--- Exercise ---
Write out all of the data again, precisely as it appears.

(Collected data)
--- --- ---

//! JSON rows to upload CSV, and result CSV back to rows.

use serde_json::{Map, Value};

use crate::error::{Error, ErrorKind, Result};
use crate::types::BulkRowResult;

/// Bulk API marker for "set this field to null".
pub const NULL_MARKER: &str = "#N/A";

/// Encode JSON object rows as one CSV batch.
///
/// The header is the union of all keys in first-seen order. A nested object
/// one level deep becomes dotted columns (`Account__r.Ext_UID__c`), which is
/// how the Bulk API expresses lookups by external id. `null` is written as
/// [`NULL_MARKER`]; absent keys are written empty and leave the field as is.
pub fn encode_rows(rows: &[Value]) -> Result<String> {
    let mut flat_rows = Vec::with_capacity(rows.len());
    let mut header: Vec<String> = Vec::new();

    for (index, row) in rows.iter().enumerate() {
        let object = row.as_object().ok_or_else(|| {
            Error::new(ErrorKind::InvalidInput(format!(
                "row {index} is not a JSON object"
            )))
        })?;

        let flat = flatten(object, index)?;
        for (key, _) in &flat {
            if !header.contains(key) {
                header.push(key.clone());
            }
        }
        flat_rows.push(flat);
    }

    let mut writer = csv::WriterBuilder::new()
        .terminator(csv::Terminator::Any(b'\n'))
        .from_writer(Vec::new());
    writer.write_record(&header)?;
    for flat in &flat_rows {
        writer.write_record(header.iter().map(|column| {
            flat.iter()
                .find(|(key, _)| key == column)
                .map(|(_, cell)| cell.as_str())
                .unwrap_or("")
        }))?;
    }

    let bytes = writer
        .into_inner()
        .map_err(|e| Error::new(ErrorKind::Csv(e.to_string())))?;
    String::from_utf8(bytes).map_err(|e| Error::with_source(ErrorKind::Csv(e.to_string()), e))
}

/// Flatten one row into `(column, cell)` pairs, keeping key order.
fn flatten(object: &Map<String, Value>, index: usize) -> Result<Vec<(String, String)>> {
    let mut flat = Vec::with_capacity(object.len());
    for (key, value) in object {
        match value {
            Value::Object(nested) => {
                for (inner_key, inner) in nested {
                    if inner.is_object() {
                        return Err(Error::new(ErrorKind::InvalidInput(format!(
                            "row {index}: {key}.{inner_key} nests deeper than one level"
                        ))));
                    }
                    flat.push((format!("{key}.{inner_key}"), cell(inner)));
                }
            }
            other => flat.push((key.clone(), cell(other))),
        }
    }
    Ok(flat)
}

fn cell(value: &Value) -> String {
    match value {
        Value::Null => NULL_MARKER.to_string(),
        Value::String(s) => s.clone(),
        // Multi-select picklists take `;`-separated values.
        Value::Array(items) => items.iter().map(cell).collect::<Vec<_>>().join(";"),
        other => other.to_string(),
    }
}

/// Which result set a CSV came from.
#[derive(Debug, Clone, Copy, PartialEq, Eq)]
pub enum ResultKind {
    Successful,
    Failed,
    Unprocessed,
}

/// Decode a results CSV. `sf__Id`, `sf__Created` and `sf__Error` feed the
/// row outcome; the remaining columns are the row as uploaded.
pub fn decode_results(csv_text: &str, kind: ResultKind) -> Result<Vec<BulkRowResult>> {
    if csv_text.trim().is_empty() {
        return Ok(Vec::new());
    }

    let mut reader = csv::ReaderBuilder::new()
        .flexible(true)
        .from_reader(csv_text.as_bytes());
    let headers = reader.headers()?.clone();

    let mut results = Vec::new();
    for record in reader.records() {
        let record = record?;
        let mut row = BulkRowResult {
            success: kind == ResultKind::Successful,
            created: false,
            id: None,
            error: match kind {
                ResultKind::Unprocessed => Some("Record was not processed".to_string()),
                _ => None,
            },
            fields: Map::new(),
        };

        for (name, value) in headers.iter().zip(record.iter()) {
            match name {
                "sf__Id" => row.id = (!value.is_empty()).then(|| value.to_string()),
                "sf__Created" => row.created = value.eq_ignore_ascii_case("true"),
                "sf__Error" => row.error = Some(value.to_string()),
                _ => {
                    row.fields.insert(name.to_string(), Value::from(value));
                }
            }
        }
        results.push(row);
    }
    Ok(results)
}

--- --- ---

--- The completed task ---
//! JSON rows to upload CSV, and result CSV back to rows.

use serde_json::{Map, Value};

use crate::error::{Error, ErrorKind, Result};
use crate::types::BulkRowResult;

/// Bulk API marker for "set this field to null".
pub const NULL_MARKER: &str = "#N/A";

/// Encode JSON object rows as one CSV batch.
///
/// The header is the union of all keys in first-seen order. A nested object
/// one level deep becomes dotted columns (`Account__r.Ext_UID__c`), which is
/// how the Bulk API expresses lookups by external id. `null` is written as
/// [`NULL_MARKER`]; absent keys are written empty and leave the field as is.
pub fn encode_rows(rows: &[Value]) -> Result<String> {
    let mut flat_rows = Vec::with_capacity(rows.len());
    let mut header: Vec<String> = Vec::new();

    for (index, row) in rows.iter().enumerate() {
        let object = row.as_object().ok_or_else(|| {
            Error::new(ErrorKind::InvalidInput(format!(
                "row {index} is not a JSON object"
            )))
        })?;

        let flat = flatten(object, index)?;
        for (key, _) in &flat {
            if !header.contains(key) {
                header.push(key.clone());
            }
        }
        flat_rows.push(flat);
    }

    let mut writer = csv::WriterBuilder::new()
        .terminator(csv::Terminator::Any(b'\n'))
        .from_writer(Vec::new());
    writer.write_record(&header)?;
    for flat in &flat_rows {
        writer.write_record(header.iter().map(|column| {
            flat.iter()
                .find(|(key, _)| key == column)
                .map(|(_, cell)| cell.as_str())
                .unwrap_or("")
        }))?;
    }

    let bytes = writer
        .into_inner()
        .map_err(|e| Error::new(ErrorKind::Csv(e.to_string())))?;
    String::from_utf8(bytes).map_err(|e| Error::with_source(ErrorKind::Csv(e.to_string()), e))
}

/// Flatten one row into `(column, cell)` pairs, keeping key order.
fn flatten(object: &Map<String, Value>, index: usize) -> Result<Vec<(String, String)>> {
    let mut flat = Vec::with_capacity(object.len());
    for (key, value) in object {
        match value {
            Value::Object(nested) => {
                for (inner_key, inner) in nested {
                    if inner.is_object() {
                        return Err(Error::new(ErrorKind::InvalidInput(format!(
                            "row {index}: {key}.{inner_key} nests deeper than one level"
                        ))));
                    }
                    flat.push((format!("{key}.{inner_key}"), cell(inner)));
                }
            }
            other => flat.push((key.clone(), cell(other))),
        }
    }
    Ok(flat)
}

fn cell(value: &Value) -> String {
    match value {
        Value::Null => NULL_MARKER.to_string(),
        Value::String(s) => s.clone(),
        // Multi-select picklists take `;`-separated values.
        Value::Array(items) => items.iter().map(cell).collect::<Vec<_>>().join(";"),
        other => other.to_string(),
    }
}

/// Which result set a CSV came from.
#[derive(Debug, Clone, Copy, PartialEq, Eq)]
pub enum ResultKind {
    Successful,
    Failed,
    Unprocessed,
}

/// Decode a results CSV. `sf__Id`, `sf__Created` and `sf__Error` feed the
/// row outcome; the remaining columns are the row as uploaded.
pub fn decode_results(csv_text: &str, kind: ResultKind) -> Result<Vec<BulkRowResult>> {
    if csv_text.trim().is_empty() {
        return Ok(Vec::new());
    }

    let mut reader = csv::ReaderBuilder::new()
        .flexible(true)
        .from_reader(csv_text.as_bytes());
    let headers = reader.headers()?.clone();

    let mut results = Vec::new();
    for record in reader.records() {
        let record = record?;
        let mut row = BulkRowResult {
            success: kind == ResultKind::Successful,
            created: false,
            id: None,
            error: match kind {
                ResultKind::Unprocessed => Some("Record was not processed".to_string()),
                _ => None,
            },
            fields: Map::new(),
        };

        for (name, value) in headers.iter().zip(record.iter()) {
            match name {
                "sf__Id" => row.id = (!value.is_empty()).then(|| value.to_string()),
                "sf__Created" => row.created = value.eq_ignore_ascii_case("true"),
                "sf__Error" => row.error = Some(value.to_string()),
                _ => {
                    row.fields.insert(name.to_string(), Value::from(value));
                }
            }
        }
        results.push(row);
    }
    Ok(results)
}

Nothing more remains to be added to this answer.